**Data for review**
=== Begin Enclosure ===

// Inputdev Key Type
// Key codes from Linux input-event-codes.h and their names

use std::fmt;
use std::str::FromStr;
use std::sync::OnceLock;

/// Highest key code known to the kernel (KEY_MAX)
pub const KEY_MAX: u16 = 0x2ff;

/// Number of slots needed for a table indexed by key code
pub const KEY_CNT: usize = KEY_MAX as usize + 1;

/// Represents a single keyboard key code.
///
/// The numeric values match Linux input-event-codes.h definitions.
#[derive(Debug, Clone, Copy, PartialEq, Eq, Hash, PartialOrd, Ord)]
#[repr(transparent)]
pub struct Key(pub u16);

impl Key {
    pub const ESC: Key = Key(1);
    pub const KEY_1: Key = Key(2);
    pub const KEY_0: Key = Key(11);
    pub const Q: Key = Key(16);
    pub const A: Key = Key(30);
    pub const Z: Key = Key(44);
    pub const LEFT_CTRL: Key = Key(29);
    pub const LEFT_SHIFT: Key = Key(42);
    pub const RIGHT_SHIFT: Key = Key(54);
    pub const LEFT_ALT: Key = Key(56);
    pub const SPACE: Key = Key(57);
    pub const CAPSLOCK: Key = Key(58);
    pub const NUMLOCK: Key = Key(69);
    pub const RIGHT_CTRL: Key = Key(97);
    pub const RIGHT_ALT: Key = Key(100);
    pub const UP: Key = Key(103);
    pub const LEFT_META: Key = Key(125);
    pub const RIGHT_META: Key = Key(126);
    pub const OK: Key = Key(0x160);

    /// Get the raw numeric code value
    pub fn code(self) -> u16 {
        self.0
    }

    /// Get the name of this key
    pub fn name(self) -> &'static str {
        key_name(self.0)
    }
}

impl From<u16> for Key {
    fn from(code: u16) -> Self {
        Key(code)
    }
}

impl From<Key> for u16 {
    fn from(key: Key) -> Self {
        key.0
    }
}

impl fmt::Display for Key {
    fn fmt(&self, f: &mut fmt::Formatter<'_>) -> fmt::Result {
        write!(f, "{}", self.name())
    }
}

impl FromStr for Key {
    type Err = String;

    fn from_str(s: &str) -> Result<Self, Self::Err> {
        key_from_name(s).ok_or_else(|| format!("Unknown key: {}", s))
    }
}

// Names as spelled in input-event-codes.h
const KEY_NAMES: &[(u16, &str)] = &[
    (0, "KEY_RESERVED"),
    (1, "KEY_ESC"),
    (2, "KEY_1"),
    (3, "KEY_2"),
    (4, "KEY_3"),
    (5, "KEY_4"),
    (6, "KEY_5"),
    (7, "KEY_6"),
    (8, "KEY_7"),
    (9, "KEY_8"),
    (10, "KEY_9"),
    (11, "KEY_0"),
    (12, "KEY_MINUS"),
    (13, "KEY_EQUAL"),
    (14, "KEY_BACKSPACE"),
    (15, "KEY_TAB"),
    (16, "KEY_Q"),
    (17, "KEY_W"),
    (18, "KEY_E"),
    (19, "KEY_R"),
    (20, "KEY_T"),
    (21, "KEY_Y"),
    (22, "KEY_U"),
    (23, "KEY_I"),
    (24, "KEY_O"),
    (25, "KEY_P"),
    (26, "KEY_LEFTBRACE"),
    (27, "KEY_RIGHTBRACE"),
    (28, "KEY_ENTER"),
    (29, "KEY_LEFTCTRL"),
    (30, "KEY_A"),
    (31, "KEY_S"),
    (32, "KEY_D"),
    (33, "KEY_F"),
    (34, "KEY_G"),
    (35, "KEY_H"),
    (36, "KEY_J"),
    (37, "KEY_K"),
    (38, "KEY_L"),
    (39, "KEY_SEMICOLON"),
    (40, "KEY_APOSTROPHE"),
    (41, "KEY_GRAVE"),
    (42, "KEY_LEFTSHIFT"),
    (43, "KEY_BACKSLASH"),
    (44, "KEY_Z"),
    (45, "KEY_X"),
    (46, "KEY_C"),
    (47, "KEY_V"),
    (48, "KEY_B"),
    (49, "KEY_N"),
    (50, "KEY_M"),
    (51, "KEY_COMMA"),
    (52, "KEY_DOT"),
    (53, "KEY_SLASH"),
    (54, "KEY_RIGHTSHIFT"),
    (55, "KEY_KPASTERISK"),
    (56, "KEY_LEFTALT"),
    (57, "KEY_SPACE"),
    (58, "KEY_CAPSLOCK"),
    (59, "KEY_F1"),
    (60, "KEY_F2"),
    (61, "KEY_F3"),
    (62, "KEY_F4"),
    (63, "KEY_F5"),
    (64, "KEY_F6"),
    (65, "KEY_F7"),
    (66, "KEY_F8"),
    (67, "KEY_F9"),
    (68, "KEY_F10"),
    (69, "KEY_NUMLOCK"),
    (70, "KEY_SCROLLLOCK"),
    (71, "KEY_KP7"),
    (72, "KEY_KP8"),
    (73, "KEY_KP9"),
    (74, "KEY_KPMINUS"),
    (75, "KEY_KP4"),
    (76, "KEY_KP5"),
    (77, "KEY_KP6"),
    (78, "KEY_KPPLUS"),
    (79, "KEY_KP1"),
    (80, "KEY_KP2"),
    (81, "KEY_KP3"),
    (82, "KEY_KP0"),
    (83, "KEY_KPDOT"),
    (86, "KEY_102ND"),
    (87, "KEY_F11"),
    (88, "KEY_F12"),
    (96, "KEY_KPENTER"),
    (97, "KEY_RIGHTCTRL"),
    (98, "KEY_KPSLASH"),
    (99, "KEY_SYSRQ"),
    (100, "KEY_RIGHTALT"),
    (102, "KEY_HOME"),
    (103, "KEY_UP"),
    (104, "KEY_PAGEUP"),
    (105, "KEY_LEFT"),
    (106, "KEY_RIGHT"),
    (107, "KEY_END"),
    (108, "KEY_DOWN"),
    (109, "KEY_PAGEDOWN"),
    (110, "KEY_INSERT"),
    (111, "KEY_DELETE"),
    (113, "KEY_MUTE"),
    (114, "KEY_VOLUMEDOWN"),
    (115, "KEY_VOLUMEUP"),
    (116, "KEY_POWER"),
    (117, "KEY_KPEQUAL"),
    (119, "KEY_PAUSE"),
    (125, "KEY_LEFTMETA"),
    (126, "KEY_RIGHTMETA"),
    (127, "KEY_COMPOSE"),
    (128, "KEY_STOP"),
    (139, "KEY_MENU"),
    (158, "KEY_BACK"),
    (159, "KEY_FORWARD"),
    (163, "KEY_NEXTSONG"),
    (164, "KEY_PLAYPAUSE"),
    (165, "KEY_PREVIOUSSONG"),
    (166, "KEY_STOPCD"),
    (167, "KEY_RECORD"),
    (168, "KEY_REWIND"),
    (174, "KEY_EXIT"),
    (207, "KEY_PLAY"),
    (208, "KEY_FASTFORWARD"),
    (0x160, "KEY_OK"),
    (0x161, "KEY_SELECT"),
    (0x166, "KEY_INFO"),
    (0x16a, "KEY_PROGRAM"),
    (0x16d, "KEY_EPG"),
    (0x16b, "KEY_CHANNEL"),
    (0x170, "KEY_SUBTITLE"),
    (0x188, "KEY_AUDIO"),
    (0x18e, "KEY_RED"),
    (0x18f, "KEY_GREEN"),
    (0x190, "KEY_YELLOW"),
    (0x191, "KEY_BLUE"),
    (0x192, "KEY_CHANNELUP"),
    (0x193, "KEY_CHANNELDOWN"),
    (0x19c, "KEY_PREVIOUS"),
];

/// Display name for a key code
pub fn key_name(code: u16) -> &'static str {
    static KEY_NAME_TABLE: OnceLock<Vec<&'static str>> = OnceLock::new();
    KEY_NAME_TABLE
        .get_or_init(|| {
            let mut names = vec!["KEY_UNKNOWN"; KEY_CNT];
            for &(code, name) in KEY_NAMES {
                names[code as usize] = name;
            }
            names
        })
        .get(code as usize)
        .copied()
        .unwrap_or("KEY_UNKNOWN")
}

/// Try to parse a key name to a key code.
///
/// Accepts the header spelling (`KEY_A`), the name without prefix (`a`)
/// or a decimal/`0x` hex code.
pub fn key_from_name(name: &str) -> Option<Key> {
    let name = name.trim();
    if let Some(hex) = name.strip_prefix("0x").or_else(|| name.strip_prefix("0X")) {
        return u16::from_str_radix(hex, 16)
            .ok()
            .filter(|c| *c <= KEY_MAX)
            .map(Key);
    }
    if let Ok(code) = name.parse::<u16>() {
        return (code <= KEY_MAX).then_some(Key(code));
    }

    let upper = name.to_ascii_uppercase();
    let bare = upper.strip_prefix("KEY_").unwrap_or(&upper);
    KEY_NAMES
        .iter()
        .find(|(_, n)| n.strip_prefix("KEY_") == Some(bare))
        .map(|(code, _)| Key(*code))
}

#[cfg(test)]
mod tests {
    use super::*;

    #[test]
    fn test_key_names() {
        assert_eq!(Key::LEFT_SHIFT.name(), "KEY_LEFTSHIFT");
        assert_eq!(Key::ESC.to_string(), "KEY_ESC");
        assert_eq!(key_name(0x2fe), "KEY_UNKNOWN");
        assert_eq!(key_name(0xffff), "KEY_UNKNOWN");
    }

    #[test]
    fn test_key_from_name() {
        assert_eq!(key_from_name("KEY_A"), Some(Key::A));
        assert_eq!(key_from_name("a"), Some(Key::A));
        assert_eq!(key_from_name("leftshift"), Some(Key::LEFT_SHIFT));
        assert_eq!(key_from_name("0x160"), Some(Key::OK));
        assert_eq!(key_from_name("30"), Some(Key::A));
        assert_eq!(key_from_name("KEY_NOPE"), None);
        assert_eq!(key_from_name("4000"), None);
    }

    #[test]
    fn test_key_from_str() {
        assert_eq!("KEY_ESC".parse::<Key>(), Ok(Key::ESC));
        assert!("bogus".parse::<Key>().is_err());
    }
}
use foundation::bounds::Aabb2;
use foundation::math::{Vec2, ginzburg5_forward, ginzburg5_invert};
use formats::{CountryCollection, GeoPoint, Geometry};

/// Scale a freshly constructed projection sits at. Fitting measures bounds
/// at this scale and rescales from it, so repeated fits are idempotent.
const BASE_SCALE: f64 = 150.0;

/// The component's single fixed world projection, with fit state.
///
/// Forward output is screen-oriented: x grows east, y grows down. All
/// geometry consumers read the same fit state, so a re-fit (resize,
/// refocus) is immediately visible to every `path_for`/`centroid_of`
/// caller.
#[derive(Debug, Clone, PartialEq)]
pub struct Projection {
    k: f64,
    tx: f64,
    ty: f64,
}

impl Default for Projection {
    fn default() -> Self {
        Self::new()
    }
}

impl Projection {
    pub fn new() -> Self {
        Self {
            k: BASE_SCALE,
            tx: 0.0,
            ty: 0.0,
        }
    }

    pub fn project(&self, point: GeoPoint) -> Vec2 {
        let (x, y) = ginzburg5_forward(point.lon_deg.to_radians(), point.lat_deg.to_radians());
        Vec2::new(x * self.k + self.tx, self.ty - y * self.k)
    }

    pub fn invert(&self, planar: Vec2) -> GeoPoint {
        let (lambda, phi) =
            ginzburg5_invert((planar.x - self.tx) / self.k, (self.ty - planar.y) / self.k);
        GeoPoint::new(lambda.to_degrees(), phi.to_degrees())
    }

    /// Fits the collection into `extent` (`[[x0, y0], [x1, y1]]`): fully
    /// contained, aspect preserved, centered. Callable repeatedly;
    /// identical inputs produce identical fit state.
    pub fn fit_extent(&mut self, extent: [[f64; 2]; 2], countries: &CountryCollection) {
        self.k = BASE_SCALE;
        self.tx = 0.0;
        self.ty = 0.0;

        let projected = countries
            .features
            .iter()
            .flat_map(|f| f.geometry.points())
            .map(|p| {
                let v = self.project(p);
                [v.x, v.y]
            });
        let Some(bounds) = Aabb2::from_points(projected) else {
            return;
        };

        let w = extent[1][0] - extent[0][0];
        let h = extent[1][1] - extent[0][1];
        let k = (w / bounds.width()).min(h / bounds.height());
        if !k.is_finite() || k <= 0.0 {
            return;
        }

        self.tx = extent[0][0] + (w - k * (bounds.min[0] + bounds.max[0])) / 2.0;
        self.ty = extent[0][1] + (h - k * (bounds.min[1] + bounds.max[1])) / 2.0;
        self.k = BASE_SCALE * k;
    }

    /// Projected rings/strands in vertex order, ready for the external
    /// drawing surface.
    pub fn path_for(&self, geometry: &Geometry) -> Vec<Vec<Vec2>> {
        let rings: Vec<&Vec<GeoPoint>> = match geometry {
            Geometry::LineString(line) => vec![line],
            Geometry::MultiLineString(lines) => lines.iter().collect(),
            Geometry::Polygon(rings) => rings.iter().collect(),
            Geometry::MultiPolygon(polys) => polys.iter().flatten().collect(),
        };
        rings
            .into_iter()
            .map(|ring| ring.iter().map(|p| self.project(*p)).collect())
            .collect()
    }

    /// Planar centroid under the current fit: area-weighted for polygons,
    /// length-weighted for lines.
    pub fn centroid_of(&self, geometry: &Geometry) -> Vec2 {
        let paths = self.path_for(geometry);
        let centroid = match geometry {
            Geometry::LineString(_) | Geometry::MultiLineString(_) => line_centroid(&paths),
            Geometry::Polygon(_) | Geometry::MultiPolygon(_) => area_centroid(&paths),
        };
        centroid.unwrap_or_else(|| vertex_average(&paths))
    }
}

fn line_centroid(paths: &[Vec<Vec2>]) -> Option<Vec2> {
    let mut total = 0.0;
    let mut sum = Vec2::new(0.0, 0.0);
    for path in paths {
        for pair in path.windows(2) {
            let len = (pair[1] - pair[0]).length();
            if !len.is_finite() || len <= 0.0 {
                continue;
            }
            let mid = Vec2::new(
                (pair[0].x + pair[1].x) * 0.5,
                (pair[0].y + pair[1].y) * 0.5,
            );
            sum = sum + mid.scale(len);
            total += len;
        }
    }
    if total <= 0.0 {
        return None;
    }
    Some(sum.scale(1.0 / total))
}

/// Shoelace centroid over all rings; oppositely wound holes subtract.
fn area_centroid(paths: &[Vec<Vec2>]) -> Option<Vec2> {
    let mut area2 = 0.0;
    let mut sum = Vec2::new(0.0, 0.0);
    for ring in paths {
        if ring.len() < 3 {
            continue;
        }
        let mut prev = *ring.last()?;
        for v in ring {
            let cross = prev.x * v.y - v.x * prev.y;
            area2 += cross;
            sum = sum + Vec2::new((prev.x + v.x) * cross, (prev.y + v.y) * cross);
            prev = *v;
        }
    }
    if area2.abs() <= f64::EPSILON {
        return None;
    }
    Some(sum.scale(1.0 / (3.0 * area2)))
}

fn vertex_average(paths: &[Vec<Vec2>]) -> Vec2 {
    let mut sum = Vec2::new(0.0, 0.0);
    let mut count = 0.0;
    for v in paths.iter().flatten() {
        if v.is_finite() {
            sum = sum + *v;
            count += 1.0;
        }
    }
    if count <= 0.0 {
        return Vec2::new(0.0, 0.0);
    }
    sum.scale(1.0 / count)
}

=== End Enclosure ===

**What is being asked**
Please give back only the lines between the first line of the entries and the line with "pub const Q: Key = Key(16);", both ends included, word for word.

**Finished exercise**
// Inputdev Key Type
// Key codes from Linux input-event-codes.h and their names

use std::fmt;
use std::str::FromStr;
use std::sync::OnceLock;

/// Highest key code known to the kernel (KEY_MAX)
pub const KEY_MAX: u16 = 0x2ff;

/// Number of slots needed for a table indexed by key code
pub const KEY_CNT: usize = KEY_MAX as usize + 1;

/// Represents a single keyboard key code.
///
/// The numeric values match Linux input-event-codes.h definitions.
#[derive(Debug, Clone, Copy, PartialEq, Eq, Hash, PartialOrd, Ord)]
#[repr(transparent)]
pub struct Key(pub u16);

impl Key {
    pub const ESC: Key = Key(1);
    pub const KEY_1: Key = Key(2);
    pub const KEY_0: Key = Key(11);
    pub const Q: Key = Key(16);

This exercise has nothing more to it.